What number of lines in the entries below include the string "filename"? Respond with that number alone.

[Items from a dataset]

────

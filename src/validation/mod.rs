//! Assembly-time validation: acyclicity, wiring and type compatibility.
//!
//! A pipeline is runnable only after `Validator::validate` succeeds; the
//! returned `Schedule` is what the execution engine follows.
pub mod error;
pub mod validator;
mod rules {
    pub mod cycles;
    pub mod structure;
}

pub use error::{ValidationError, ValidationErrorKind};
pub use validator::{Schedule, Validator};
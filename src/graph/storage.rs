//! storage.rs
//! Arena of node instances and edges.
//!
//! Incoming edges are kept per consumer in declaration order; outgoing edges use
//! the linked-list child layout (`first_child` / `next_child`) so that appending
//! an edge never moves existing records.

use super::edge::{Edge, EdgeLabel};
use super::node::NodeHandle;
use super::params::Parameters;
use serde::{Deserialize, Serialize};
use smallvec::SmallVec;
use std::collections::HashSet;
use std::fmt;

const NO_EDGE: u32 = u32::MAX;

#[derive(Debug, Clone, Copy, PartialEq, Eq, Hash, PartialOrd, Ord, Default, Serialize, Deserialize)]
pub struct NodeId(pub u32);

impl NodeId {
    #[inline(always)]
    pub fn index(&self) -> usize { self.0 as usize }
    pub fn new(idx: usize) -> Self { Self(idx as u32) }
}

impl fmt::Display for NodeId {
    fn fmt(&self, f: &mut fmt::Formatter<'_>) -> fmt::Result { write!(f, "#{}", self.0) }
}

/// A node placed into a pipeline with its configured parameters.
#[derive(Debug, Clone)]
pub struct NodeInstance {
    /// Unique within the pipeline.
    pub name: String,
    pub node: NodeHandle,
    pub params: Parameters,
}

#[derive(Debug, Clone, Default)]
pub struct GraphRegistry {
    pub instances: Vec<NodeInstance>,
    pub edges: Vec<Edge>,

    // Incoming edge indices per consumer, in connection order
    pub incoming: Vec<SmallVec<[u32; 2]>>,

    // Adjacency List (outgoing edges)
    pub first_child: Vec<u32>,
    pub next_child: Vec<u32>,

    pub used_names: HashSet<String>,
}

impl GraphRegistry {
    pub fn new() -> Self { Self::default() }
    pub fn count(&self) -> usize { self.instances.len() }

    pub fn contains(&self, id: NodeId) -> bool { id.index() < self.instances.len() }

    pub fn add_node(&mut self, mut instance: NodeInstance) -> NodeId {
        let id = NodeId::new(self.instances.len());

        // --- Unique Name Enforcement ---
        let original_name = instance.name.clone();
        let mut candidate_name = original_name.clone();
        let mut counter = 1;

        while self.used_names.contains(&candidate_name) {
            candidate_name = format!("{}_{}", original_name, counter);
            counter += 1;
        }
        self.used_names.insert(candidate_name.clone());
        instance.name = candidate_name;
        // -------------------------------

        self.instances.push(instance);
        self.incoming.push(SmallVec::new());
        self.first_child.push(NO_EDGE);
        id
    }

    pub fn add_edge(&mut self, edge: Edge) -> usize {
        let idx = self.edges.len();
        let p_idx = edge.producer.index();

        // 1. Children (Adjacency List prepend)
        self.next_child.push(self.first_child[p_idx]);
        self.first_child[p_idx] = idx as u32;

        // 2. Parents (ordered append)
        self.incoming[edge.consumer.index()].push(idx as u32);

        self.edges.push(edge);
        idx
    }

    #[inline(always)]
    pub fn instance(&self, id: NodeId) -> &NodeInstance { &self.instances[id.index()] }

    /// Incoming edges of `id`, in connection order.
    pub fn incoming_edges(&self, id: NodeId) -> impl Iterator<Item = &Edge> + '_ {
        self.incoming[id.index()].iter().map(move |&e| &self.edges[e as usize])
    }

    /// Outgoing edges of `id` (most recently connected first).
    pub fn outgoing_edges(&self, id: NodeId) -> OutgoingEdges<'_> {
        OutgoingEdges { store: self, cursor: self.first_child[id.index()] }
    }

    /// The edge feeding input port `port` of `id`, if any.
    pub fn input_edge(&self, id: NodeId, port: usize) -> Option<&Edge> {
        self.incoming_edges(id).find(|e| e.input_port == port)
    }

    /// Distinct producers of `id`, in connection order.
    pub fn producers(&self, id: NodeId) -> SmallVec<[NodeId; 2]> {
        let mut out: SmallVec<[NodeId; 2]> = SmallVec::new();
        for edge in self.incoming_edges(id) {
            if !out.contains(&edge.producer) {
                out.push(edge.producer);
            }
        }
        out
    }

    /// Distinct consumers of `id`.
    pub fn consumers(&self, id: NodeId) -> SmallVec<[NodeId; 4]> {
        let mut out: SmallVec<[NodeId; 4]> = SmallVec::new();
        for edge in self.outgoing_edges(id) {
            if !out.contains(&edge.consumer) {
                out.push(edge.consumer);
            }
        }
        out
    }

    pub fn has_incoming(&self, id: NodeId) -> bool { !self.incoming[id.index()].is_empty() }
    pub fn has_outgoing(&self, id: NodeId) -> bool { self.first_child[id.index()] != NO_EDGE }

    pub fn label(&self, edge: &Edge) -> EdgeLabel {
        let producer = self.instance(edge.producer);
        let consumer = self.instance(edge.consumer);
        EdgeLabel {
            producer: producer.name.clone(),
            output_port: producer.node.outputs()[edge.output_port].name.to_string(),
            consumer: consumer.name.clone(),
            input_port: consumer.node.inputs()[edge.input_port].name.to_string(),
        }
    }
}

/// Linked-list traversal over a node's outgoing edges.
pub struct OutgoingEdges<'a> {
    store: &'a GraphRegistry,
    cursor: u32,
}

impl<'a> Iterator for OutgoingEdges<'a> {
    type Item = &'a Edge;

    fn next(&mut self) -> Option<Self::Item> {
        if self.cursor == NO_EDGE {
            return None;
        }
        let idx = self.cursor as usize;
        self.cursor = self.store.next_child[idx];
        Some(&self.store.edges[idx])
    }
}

────

> _Written answer_:
2